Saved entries
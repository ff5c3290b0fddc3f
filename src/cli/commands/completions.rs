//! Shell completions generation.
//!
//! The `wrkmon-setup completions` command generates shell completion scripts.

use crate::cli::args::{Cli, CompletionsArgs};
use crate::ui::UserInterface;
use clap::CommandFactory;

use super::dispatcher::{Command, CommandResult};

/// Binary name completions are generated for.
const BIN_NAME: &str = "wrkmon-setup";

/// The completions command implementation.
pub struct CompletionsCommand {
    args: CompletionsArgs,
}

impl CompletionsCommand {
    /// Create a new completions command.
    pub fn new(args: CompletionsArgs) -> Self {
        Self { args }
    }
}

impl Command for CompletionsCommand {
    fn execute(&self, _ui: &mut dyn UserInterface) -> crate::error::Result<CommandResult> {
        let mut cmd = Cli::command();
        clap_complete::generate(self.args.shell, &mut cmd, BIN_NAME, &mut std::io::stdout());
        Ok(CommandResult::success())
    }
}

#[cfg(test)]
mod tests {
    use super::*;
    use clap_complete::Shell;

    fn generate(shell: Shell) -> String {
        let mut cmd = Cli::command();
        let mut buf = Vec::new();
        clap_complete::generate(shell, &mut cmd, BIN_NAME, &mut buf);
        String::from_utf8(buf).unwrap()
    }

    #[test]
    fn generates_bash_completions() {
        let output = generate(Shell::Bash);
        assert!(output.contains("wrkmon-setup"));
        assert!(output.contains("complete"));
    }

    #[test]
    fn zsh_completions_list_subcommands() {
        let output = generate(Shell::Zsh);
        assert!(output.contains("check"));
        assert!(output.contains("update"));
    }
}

---

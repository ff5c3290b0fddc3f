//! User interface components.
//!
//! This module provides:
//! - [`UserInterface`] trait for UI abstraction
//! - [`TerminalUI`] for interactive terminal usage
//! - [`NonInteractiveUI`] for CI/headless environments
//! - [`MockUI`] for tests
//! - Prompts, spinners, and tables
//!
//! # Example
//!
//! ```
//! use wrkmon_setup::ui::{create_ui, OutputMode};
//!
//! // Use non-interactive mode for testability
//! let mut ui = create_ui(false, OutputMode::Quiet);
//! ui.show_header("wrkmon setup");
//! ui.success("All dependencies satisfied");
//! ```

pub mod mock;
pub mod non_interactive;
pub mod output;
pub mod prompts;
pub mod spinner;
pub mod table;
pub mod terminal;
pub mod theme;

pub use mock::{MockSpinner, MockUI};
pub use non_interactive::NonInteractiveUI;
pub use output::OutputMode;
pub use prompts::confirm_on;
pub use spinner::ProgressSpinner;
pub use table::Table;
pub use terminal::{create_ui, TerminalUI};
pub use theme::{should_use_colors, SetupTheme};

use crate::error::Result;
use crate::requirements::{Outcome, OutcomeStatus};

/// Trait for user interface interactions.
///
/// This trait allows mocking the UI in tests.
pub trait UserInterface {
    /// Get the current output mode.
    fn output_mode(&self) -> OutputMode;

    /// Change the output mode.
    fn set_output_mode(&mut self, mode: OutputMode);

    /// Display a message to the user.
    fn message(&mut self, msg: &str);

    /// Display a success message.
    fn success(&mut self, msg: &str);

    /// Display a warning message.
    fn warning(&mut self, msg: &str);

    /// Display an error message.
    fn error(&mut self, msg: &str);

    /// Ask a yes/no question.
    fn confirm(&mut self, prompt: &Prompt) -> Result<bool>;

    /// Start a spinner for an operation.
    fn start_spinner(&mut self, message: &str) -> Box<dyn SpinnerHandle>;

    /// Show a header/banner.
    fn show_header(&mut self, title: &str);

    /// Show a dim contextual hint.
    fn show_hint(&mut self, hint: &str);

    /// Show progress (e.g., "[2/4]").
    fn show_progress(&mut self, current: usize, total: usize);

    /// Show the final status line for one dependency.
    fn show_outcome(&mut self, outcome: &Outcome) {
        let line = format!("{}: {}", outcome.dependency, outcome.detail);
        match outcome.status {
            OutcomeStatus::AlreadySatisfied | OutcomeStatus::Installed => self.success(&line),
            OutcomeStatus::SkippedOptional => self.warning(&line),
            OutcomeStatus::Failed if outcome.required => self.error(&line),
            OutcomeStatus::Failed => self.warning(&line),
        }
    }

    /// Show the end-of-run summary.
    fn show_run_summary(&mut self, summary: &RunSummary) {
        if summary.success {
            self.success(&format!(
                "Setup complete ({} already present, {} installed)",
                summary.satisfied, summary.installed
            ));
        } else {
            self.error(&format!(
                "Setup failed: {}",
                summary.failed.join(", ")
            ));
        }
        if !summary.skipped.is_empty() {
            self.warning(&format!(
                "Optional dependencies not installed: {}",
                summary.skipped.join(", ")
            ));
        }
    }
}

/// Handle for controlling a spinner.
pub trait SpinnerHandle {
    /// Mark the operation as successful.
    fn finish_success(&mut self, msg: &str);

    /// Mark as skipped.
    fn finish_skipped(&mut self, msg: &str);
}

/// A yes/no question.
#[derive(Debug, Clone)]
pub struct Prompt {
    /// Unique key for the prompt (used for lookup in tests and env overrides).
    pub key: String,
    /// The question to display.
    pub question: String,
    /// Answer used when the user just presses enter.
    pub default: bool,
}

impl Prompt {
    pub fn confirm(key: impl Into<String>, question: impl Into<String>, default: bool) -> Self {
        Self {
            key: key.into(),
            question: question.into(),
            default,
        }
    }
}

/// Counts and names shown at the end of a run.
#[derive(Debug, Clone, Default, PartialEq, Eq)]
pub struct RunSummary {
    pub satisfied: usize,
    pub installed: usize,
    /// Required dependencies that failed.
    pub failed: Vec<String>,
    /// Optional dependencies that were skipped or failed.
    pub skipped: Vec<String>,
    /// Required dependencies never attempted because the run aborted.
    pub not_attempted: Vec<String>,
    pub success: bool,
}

**Problem details:**
Report all lines of the data that include the word "String".

**Solution to this problem:**
    fn generate(shell: Shell) -> String {
        String::from_utf8(buf).unwrap()
    pub key: String,
    pub question: String,
    pub fn confirm(key: impl Into<String>, question: impl Into<String>, default: bool) -> Self {
    pub failed: Vec<String>,
    pub skipped: Vec<String>,
    pub not_attempted: Vec<String>,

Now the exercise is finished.